(Stored items)
▼

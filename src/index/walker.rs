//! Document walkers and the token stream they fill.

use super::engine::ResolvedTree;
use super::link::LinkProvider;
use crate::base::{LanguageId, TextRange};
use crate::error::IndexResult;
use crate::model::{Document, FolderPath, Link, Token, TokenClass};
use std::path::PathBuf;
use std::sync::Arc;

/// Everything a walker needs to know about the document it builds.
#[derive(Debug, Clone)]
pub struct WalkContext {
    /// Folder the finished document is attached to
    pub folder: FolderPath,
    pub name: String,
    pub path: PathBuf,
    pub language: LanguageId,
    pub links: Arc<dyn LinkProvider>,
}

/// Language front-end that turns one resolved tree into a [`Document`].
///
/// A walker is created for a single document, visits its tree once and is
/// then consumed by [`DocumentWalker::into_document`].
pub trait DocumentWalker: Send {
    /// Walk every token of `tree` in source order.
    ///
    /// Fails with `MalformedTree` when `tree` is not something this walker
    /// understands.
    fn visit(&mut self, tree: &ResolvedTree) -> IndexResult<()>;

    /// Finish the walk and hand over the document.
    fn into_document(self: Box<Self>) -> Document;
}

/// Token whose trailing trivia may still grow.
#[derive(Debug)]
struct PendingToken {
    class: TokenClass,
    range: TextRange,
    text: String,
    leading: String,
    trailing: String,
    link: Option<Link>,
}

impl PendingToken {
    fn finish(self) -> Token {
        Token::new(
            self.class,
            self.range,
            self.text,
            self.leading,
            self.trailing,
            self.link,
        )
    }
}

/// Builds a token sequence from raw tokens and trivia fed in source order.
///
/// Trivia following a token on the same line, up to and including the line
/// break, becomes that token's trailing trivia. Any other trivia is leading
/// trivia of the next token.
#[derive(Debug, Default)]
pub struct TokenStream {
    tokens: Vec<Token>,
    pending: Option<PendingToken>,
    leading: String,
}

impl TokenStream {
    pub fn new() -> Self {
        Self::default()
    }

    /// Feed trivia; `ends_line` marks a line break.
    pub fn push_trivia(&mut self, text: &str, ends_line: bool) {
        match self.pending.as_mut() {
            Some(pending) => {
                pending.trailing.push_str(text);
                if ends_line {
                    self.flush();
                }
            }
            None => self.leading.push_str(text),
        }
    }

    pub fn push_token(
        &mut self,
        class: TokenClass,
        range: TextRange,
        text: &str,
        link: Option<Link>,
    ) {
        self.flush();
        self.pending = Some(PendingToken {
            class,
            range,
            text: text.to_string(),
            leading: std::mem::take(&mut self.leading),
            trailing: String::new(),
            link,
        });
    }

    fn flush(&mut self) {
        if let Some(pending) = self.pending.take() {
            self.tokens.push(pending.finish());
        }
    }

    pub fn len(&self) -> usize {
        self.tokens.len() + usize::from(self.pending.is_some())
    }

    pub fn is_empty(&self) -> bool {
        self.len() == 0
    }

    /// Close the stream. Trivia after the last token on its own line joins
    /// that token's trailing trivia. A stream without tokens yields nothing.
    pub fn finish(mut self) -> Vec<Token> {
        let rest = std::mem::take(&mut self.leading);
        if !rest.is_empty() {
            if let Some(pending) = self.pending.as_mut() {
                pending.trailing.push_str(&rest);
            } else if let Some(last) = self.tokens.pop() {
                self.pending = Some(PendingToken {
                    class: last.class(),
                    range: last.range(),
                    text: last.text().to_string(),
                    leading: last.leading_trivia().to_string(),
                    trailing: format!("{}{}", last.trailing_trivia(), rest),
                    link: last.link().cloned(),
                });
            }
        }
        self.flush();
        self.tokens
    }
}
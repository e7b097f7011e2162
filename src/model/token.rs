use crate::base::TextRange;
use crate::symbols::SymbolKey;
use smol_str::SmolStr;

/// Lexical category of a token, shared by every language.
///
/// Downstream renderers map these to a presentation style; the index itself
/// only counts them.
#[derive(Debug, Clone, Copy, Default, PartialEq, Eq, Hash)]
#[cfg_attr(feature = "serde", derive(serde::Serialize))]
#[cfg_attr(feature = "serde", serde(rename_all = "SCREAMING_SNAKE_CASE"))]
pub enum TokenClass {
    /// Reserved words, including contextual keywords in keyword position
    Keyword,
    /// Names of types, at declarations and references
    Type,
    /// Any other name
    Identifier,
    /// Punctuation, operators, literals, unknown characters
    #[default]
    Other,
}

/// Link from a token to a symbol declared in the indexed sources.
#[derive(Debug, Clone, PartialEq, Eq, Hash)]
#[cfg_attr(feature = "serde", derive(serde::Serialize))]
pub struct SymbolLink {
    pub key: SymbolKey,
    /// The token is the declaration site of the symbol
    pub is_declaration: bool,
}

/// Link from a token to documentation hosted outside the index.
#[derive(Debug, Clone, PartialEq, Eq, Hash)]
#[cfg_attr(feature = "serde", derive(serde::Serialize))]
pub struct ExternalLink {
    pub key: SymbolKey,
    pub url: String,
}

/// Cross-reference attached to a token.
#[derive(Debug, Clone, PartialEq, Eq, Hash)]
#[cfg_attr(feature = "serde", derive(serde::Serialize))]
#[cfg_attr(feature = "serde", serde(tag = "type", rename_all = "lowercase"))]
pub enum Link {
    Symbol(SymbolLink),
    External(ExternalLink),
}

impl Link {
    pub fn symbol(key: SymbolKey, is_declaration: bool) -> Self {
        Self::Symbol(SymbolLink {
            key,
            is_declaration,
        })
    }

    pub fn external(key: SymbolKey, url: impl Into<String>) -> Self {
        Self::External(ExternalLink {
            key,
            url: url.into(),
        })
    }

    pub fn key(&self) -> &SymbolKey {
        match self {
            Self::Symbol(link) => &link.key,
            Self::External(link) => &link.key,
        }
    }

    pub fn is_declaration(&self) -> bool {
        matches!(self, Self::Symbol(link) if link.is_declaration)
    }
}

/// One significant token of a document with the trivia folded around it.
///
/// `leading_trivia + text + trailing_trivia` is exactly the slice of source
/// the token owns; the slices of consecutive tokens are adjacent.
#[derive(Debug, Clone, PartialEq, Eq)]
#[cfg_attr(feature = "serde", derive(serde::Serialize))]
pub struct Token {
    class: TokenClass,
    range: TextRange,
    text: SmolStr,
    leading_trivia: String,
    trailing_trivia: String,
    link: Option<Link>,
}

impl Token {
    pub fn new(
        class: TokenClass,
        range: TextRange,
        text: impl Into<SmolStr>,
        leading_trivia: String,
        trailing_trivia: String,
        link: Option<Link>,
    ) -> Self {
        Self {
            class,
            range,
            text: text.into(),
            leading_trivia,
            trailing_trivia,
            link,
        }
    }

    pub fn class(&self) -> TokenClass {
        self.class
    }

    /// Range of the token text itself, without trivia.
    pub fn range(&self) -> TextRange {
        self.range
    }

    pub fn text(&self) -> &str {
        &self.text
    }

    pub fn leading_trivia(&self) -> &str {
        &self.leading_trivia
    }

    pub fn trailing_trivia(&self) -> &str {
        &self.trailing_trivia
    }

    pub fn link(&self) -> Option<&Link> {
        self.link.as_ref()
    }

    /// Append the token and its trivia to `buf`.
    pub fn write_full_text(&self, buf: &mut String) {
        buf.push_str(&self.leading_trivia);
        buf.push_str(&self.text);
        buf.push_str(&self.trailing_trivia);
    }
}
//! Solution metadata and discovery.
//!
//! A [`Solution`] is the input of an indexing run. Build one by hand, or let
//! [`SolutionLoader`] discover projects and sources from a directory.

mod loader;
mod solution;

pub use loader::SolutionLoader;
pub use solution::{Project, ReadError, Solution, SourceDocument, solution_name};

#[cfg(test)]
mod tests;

▲

_AIM OF THE TASK_
Send back an exact copy of only the lines from the line with "pub fn link(&self)" up to and including the line with "pub use loader::SolutionLoader;" in the data above.

_OUTPUT OF THE EXERCISE_
    pub fn link(&self) -> Option<&Link> {
        self.link.as_ref()
    }

    /// Append the token and its trivia to `buf`.
    pub fn write_full_text(&self, buf: &mut String) {
        buf.push_str(&self.leading_trivia);
        buf.push_str(&self.text);
        buf.push_str(&self.trailing_trivia);
    }
}
//! Solution metadata and discovery.
//!
//! A [`Solution`] is the input of an indexing run. Build one by hand, or let
//! [`SolutionLoader`] discover projects and sources from a directory.

mod loader;
mod solution;

pub use loader::SolutionLoader;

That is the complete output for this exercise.